Autonomous drilling demonstrated – Breakthrough research and development on autonomous systems and AI at NORCE
To the best of our knowledge, this is first time ever that autonomous drilling is demonstrated on a full-scale rig. In the context of autonomous drilling, the system decides and executes by itself every action that shall be taken and this without human intervention.
We are very grateful for the great support we received from our partners in the project. The successful demonstration of autonomous drilling is a direct result of the good collaboration and teamwork in the project.
By autonomous system here we mean the highest level of automation, namely a system that is able to adapt to changing environments and changing goals, to learn both from experience and on-the-fly, and to make appropriate choices given perceptual limitations and finite computation.
The autonomous drilling system has embedded protection functions such as safe operating envelopes and fault detection, isolation, and recovery functionalities, that ensure its safe use. With the latter-mentioned safety triggers, the system is capable of detecting, automatically abnormal situations and to apply mitigation procedures. Within the project, we have extended these safety triggers with automatic functions that attempt to cure the original cause of the problem in order to put back the operation in a normal drilling state.
At the same time, within the project we address potential situations that might require to release control from autonomous to manual mode and thus we implemented into the system a management of safe mode transitions.
In this way, we address one important question related to human factors in automated/autonomous system: how to ensure a safe transition from system-controlled mode to manually controlled mode when the situation awareness of the human operator may be very low?
Our solution always takes the current context into account. The autonomous system estimates suitable states which enable the drilling operation to be safe for a few ten seconds and performs transitions to these states if necessary, in order to leave sufficient time for the human operator to take control and handle the current situation.
In drilling, there is only one way to reach the end of a well and that is to drill stand after stand. But the time spent to drill each stand can vary and there may be intermediate actions to perform that are not directly contributing to increase the borehole depth, some are planned operations and others must be executed to either prevent a problem from occurring or cure an issue which has already happened.

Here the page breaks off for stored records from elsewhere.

#[cfg(test)]
mod tests {
    use super::unchecked::{Justification, also_allow_attributes, also_allow_tags};
    use super::*;

    #[test]
    fn test_default_build_succeeds() {
        let sanitizer = Builder::new().build().expect("default configuration");
        assert_eq!(sanitizer.sanitize("<b>x</b>").as_str(), "<b>x</b>");
    }

    #[test]
    fn test_narrowing_to_non_whitelisted_tag_fails() {
        let result = Builder::new().only_allow_tags(&["p", "script"]).build();
        assert_eq!(
            result.err(),
            Some(SanitizerError::TagNotWhitelisted("script".to_string()))
        );
    }

    #[test]
    fn test_narrowing_to_unknown_attribute_fails() {
        let result = Builder::new()
            .only_allow_attributes(["title", "onclick"])
            .build();
        assert_eq!(
            result.err(),
            Some(SanitizerError::AttributeNotWhitelisted {
                tag: "*".to_string(),
                attribute: "onclick".to_string()
            })
        );
    }

    #[test]
    fn test_first_error_wins() {
        let result = Builder::new()
            .only_allow_tags(&["script"])
            .allow_data_attributes(&["onclick"])
            .build();
        assert_eq!(
            result.err(),
            Some(SanitizerError::TagNotWhitelisted("script".to_string()))
        );
    }

    #[test]
    fn test_build_twice_fails() {
        let mut builder = Builder::new();
        assert!(builder.build().is_ok());
        assert_eq!(builder.build().err(), Some(SanitizerError::AlreadyBuilt));
    }

    #[test]
    fn test_use_after_build_fails() {
        let mut builder = Builder::new();
        assert!(builder.build().is_ok());
        builder.allow_css_styles();
        assert_eq!(builder.build().err(), Some(SanitizerError::AlreadyBuilt));
    }

    #[test]
    fn test_data_attribute_validation() {
        let invalid = Builder::new().allow_data_attributes(&["title"]).build();
        assert_eq!(
            invalid.err(),
            Some(SanitizerError::InvalidDataAttribute("title".to_string()))
        );

        let reserved = Builder::new()
            .allow_data_attributes(&["data-sanitizer-original-tag"])
            .build();
        assert!(matches!(reserved, Err(SanitizerError::ReservedAttribute(_))));

        let bare = Builder::new().allow_data_attributes(&["data-"]).build();
        assert!(matches!(bare, Err(SanitizerError::InvalidDataAttribute(_))));
    }

    #[test]
    fn test_data_attributes_are_kept() {
        let sanitizer = Builder::new()
            .allow_data_attributes(&["data-id"])
            .build()
            .expect("valid configuration");
        assert_eq!(
            sanitizer.sanitize("<p data-id=\" 7 \" data-other=\"x\">x</p>").as_str(),
            "<p data-id=\"7\">x</p>"
        );
    }

    #[test]
    fn test_unchecked_requires_justification() {
        let mut builder = Builder::new();
        also_allow_tags(&Justification::new("  "), &mut builder, &["video"]);
        assert_eq!(builder.build().err(), Some(SanitizerError::MissingJustification));
    }

    #[test]
    fn test_unchecked_style_is_rejected() {
        let mut builder = Builder::new();
        also_allow_attributes(&Justification::new("needed"), &mut builder, ["style"]);
        assert_eq!(builder.build().err(), Some(SanitizerError::StyleRequiresCssOption));
    }

    #[test]
    fn test_unchecked_reserved_attribute_is_rejected() {
        let mut builder = Builder::new();
        also_allow_attributes(
            &Justification::new("needed"),
            &mut builder,
            ["data-sanitizer-original-tag"],
        );
        assert!(matches!(
            builder.build(),
            Err(SanitizerError::ReservedAttribute(_))
        ));
    }

    #[test]
    fn test_unchecked_attribute_policy_is_used_verbatim() {
        let mut builder = Builder::new();
        also_allow_attributes(
            &Justification::new("legacy widgets carry a static marker"),
            &mut builder,
            [AttributeSpec::on_tag("div", "data-widget")
                .with_policy(|value, _, _| Some(value.to_uppercase()))],
        );
        let sanitizer = builder.build().expect("valid configuration");
        assert_eq!(
            sanitizer.sanitize("<div data-widget=\"chart\">x</div>").as_str(),
            "<div data-widget=\"CHART\">x</div>"
        );
    }

    #[test]
    fn test_from_options() {
        let options = SanitizerOptions {
            allow_form_tag: true,
            allowed_attributes: Some(vec!["action".to_string()]),
            ..SanitizerOptions::default()
        };
        let sanitizer = Builder::from_options(&options)
            .build()
            .expect("valid options");
        assert_eq!(
            sanitizer
                .sanitize("<form action=\"/go\" method=\"post\">x</form>")
                .as_str(),
            "<form action=\"/go\">x</form>"
        );
    }

    #[test]
    fn test_from_options_reports_errors() {
        let options = SanitizerOptions {
            allowed_tags: Some(vec!["iframe".to_string()]),
            ..SanitizerOptions::default()
        };
        assert!(matches!(
            Builder::from_options(&options).build(),
            Err(SanitizerError::TagNotWhitelisted(_))
        ));
    }
}
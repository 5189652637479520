//! Attribute policy registry
//!
//! Maps `(tag | *, attribute)` to the policy that sanitizes the attribute's
//! value. Lookup tries the exact tag first and falls back to the wildcard
//! entry; an attribute with neither is dropped. Whitelisting is therefore
//! opt-in per attribute name.
//!
//! Entries are a tagged union rather than opaque closures so that the
//! registry can be narrowed and inspected at configuration time, and so that
//! caller-supplied policies are always layered over a built-in base policy.

use std::collections::HashMap;
use std::fmt;

use crate::policy::Policy;

/// Attributes with no trust implications: trimmed and passed through.
const GENERIC_ATTRIBUTES: &[&str] = &[
    "abbr",
    "align",
    "alt",
    "aria-activedescendant",
    "aria-atomic",
    "aria-autocomplete",
    "aria-busy",
    "aria-checked",
    "aria-colcount",
    "aria-colindex",
    "aria-colspan",
    "aria-controls",
    "aria-current",
    "aria-describedby",
    "aria-details",
    "aria-disabled",
    "aria-dropeffect",
    "aria-errormessage",
    "aria-expanded",
    "aria-flowto",
    "aria-grabbed",
    "aria-haspopup",
    "aria-hidden",
    "aria-invalid",
    "aria-keyshortcuts",
    "aria-label",
    "aria-labelledby",
    "aria-level",
    "aria-live",
    "aria-modal",
    "aria-multiline",
    "aria-multiselectable",
    "aria-orientation",
    "aria-owns",
    "aria-placeholder",
    "aria-posinset",
    "aria-pressed",
    "aria-readonly",
    "aria-relevant",
    "aria-required",
    "aria-roledescription",
    "aria-rowcount",
    "aria-rowindex",
    "aria-rowspan",
    "aria-selected",
    "aria-setsize",
    "aria-sort",
    "aria-valuemax",
    "aria-valuemin",
    "aria-valuenow",
    "aria-valuetext",
    "autocomplete",
    "axis",
    "bgcolor",
    "border",
    "cellpadding",
    "cellspacing",
    "checked",
    "clear",
    "color",
    "cols",
    "colspan",
    "compact",
    "coords",
    "datetime",
    "dir",
    "disabled",
    "face",
    "height",
    "hreflang",
    "hspace",
    "ismap",
    "label",
    "lang",
    "max",
    "maxlength",
    "min",
    "method",
    "multiple",
    "nohref",
    "noshade",
    "nowrap",
    "open",
    "readonly",
    "required",
    "rel",
    "rev",
    "role",
    "rows",
    "rowspan",
    "rules",
    "scope",
    "selected",
    "shape",
    "size",
    "span",
    "start",
    "summary",
    "tabindex",
    "title",
    "type",
    "valign",
    "value",
    "vspace",
    "width",
];

/// Values accepted for `a target`.
pub const ALLOWED_TARGETS: &[&str] = &["_blank", "_self"];

/// Tag scope of a registry entry
#[derive(Debug, Clone, PartialEq, Eq, Hash)]
pub enum TagScope {
    /// Any tag (`*`)
    Any,
    /// One specific tag, lowercase
    Tag(String),
}

impl fmt::Display for TagScope {
    fn fmt(&self, f: &mut fmt::Formatter<'_>) -> fmt::Result {
        match self {
            TagScope::Any => f.write_str("*"),
            TagScope::Tag(tag) => f.write_str(tag),
        }
    }
}

/// Registry key
#[derive(Debug, Clone, PartialEq, Eq, Hash)]
pub struct AttributeKey {
    /// Tag scope
    pub tag: TagScope,
    /// Attribute name, lowercase
    pub attribute: String,
}

impl AttributeKey {
    /// Key for `attribute` on any tag.
    pub fn any_tag(attribute: &str) -> Self {
        Self {
            tag: TagScope::Any,
            attribute: attribute.to_ascii_lowercase(),
        }
    }

    /// Key for `attribute` on `tag`. A tag of `*` means any tag.
    pub fn on_tag(tag: &str, attribute: &str) -> Self {
        let tag = tag.to_ascii_lowercase();
        Self {
            tag: if tag == "*" {
                TagScope::Any
            } else {
                TagScope::Tag(tag)
            },
            attribute: attribute.to_ascii_lowercase(),
        }
    }
}

/// Policy attached to a registry entry
#[derive(Debug, Clone)]
pub enum AttributePolicy {
    /// Trim and pass through
    Generic,
    /// Non-network URL (`href`, `action`, `cite`)
    Url,
    /// URL that triggers a fetch (`src`, `longdesc`, `link href`)
    NetworkUrl,
    /// `#`-prefixed fragment only (`usemap`)
    UrlFragment,
    /// Name that could clobber DOM properties (`name`, `for`, `headers`)
    Name,
    /// Whitespace-separated class tokens
    ClassTokens,
    /// Single id token
    IdToken,
    /// One of a fixed list of literal values
    AllowedValues(&'static [&'static str]),
    /// Inline style, handled by the CSS sanitizer
    Style,
    /// Caller policy whose output is re-validated by `base`
    Narrowed {
        /// Caller-supplied policy, applied first
        custom: Policy,
        /// Policy the caller's output must still satisfy
        base: Box<AttributePolicy>,
    },
    /// Caller policy installed through the unchecked extension path
    Unchecked(Policy),
}

impl AttributePolicy {
    /// Layer `custom` over this policy.
    pub fn narrowed_by(self, custom: Policy) -> Self {
        AttributePolicy::Narrowed {
            custom,
            base: Box::new(self),
        }
    }
}

/// The attribute policy registry.
#[derive(Debug, Clone)]
pub struct AttributeRegistry {
    entries: HashMap<AttributeKey, AttributePolicy>,
}

impl AttributeRegistry {
    /// Registry holding the default policies.
    pub fn new() -> Self {
        let mut entries = HashMap::new();

        for attribute in GENERIC_ATTRIBUTES {
            entries.insert(AttributeKey::any_tag(attribute), AttributePolicy::Generic);
        }
        for attribute in ["action", "cite", "href"] {
            entries.insert(AttributeKey::any_tag(attribute), AttributePolicy::Url);
        }
        for attribute in ["longdesc", "src"] {
            entries.insert(AttributeKey::any_tag(attribute), AttributePolicy::NetworkUrl);
        }
        entries.insert(
            AttributeKey::on_tag("link", "href"),
            AttributePolicy::NetworkUrl,
        );
        entries.insert(
            AttributeKey::any_tag("usemap"),
            AttributePolicy::UrlFragment,
        );
        for attribute in ["for", "headers", "name"] {
            entries.insert(AttributeKey::any_tag(attribute), AttributePolicy::Name);
        }
        entries.insert(
            AttributeKey::on_tag("a", "target"),
            AttributePolicy::AllowedValues(ALLOWED_TARGETS),
        );
        entries.insert(AttributeKey::any_tag("class"), AttributePolicy::ClassTokens);
        entries.insert(AttributeKey::any_tag("id"), AttributePolicy::IdToken);
        entries.insert(AttributeKey::any_tag("style"), AttributePolicy::Style);

        Self { entries }
    }

    /// Resolve the policy for `attribute` on `tag`.
    ///
    /// # Examples
    ///
    /// ```
    /// use markup_guard::attributes::{AttributePolicy, AttributeRegistry};
    ///
    /// let registry = AttributeRegistry::new();
    /// assert!(matches!(registry.resolve("a", "target"), Some(AttributePolicy::AllowedValues(_))));
    /// assert!(matches!(registry.resolve("div", "href"), Some(AttributePolicy::Url)));
    /// assert!(matches!(registry.resolve("link", "href"), Some(AttributePolicy::NetworkUrl)));
    /// assert!(registry.resolve("div", "onclick").is_none());
    /// assert!(registry.resolve("div", "target").is_none());
    /// ```
    pub fn resolve(&self, tag: &str, attribute: &str) -> Option<&AttributePolicy> {
        self.entries
            .get(&AttributeKey::on_tag(tag, attribute))
            .or_else(|| self.entries.get(&AttributeKey::any_tag(attribute)))
    }

    /// Look up the entry stored under exactly `key`.
    pub fn get(&self, key: &AttributeKey) -> Option<&AttributePolicy> {
        self.entries.get(key)
    }

    /// Number of entries.
    pub fn len(&self) -> usize {
        self.entries.len()
    }

    /// Returns true if nothing is whitelisted.
    pub fn is_empty(&self) -> bool {
        self.entries.is_empty()
    }

    /// Keep only the listed entries, optionally layering a caller policy over
    /// each.
    ///
    /// A tag-specific request may be granted by a wildcard entry; it then gets
    /// its own entry that starts from the wildcard's policy. Requests with no
    /// granting entry fail with the offending key and leave the registry
    /// untouched.
    pub(crate) fn narrow(
        &mut self,
        requests: Vec<(AttributeKey, Option<Policy>)>,
    ) -> Result<(), AttributeKey> {
        let mut narrowed = HashMap::with_capacity(requests.len());

        for (key, custom) in requests {
            let base = self
                .entries
                .get(&key)
                .or_else(|| self.entries.get(&AttributeKey::any_tag(&key.attribute)))
                .cloned()
                .ok_or_else(|| key.clone())?;
            let policy = match custom {
                Some(custom) => base.narrowed_by(custom),
                None => base,
            };
            narrowed.insert(key, policy);
        }

        self.entries = narrowed;
        Ok(())
    }

    /// Insert or replace an entry without any base policy.
    pub(crate) fn insert(&mut self, key: AttributeKey, policy: AttributePolicy) {
        self.entries.insert(key, policy);
    }
}

impl Default for AttributeRegistry {
    fn default() -> Self {
        Self::new()
    }
}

The decisions that need to be taken in the context of autonomous drilling are not only about optimizing the speed of drilling but also to perform actions that might not look optimal in the short-term perspective and yet, they would decrease the risk of occurrence of drilling events in the long term.

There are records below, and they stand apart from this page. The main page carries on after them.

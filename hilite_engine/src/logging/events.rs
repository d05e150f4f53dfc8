//! Coded log events

use super::codes::{self, Code};
use crate::utils::Span;
use chrono::{DateTime, Utc};
use std::collections::BTreeMap;
use std::fmt;

/// Ordered from most to least severe, so `level <= min` admits an event
#[derive(Debug, Clone, Copy, PartialEq, Eq, PartialOrd, Ord)]
pub enum LogLevel {
    Error = 0,
    Warning = 1,
    Info = 2,
    Debug = 3,
}

impl LogLevel {
    pub fn as_str(&self) -> &'static str {
        match self {
            LogLevel::Error => "ERROR",
            LogLevel::Warning => "WARN",
            LogLevel::Info => "INFO",
            LogLevel::Debug => "DEBUG",
        }
    }
}

#[derive(Debug, Clone)]
pub struct LogEvent {
    pub timestamp: DateTime<Utc>,
    pub level: LogLevel,
    pub code: Code,
    pub message: String,
    pub span: Option<Span>,
    pub context: BTreeMap<String, String>,
}

impl LogEvent {
    fn new(level: LogLevel, code: Code, message: &str) -> Self {
        Self {
            timestamp: Utc::now(),
            level,
            code,
            message: truncate_message(message),
            span: None,
            context: BTreeMap::new(),
        }
    }

    pub fn error(code: Code, message: &str) -> Self {
        Self::new(LogLevel::Error, code, message)
    }

    /// Uncoded warnings carry `W000`
    pub fn warning(code: Option<Code>, message: &str) -> Self {
        Self::new(LogLevel::Warning, code.unwrap_or(Code::new("W000")), message)
    }

    pub fn info(message: &str) -> Self {
        Self::new(LogLevel::Info, Code::new("I000"), message)
    }

    /// Info-level event with a success code
    pub fn success(code: Code, message: &str) -> Self {
        Self::new(LogLevel::Info, code, message)
    }

    pub fn debug(message: &str) -> Self {
        Self::new(LogLevel::Debug, Code::new("D000"), message)
    }

    pub fn with_span(mut self, span: Span) -> Self {
        self.span = Some(span);
        self
    }

    pub fn with_context(mut self, key: &str, value: impl Into<String>) -> Self {
        self.context.insert(key.to_string(), value.into());
        self
    }

    pub fn is_error(&self) -> bool {
        self.level == LogLevel::Error
    }

    pub fn is_warning(&self) -> bool {
        self.level == LogLevel::Warning
    }

    pub fn severity(&self) -> &'static str {
        codes::get_severity(self.code.as_str()).as_str()
    }

    pub fn category(&self) -> &'static str {
        codes::get_category(self.code.as_str())
    }

    pub fn recommended_action(&self) -> &'static str {
        codes::get_action(self.code.as_str())
    }

    /// One JSON object per event, for structured logging
    pub fn format_json(&self) -> Result<String, serde_json::Error> {
        let mut json = serde_json::json!({
            "timestamp": self.timestamp.to_rfc3339(),
            "level": self.level.as_str(),
            "code": self.code.as_str(),
            "category": self.category(),
            "message": self.message,
        });

        if self.is_error() {
            let code = self.code.as_str();
            json["severity"] = self.severity().into();
            json["requires_halt"] = codes::requires_halt(code).into();
            json["recommended_action"] = self.recommended_action().into();
        }
        if let Some(span) = &self.span {
            json["line"] = span.start().line.into();
            json["column"] = span.start().column.into();
        }
        if !self.context.is_empty() {
            json["context"] = serde_json::to_value(&self.context)?;
        }

        serde_json::to_string(&json)
    }
}

/// `[LEVEL] CODE - message at line:col {key=value, ...}`
impl fmt::Display for LogEvent {
    fn fmt(&self, f: &mut fmt::Formatter<'_>) -> fmt::Result {
        write!(f, "[{}] {} - {}", self.level.as_str(), self.code, self.message)?;
        if let Some(span) = &self.span {
            write!(f, " at {}:{}", span.start().line, span.start().column)?;
        }
        if !self.context.is_empty() {
            let pairs: Vec<String> = self
                .context
                .iter()
                .map(|(key, value)| format!("{}={}", key, value))
                .collect();
            write!(f, " {{{}}}", pairs.join(", "))?;
        }
        Ok(())
    }
}

fn truncate_message(message: &str) -> String {
    let limit = super::config::max_log_message_length();
    if message.len() <= limit {
        return message.to_string();
    }
    let mut end = limit;
    while !message.is_char_boundary(end) {
        end -= 1;
    }
    format!("{}...", &message[..end])
}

The research and development of an autonomous drilling system is conducted as part of a NORCE-led project, financed by The Research Council of Norway and AkerBP, Equinor, Petrobras, Repsol, TotalEnergies and Vår Energi, through the Demo2000 program. This is a joint work between NORCE, Sekal, NOV and Odfjell Drilling. The project is entitled “Demonstration of Autonomous Drilling Process Control” (DADPC) and the demonstration was performed on NORCE’s full-scale offshore type drilling rig, Ullrigg.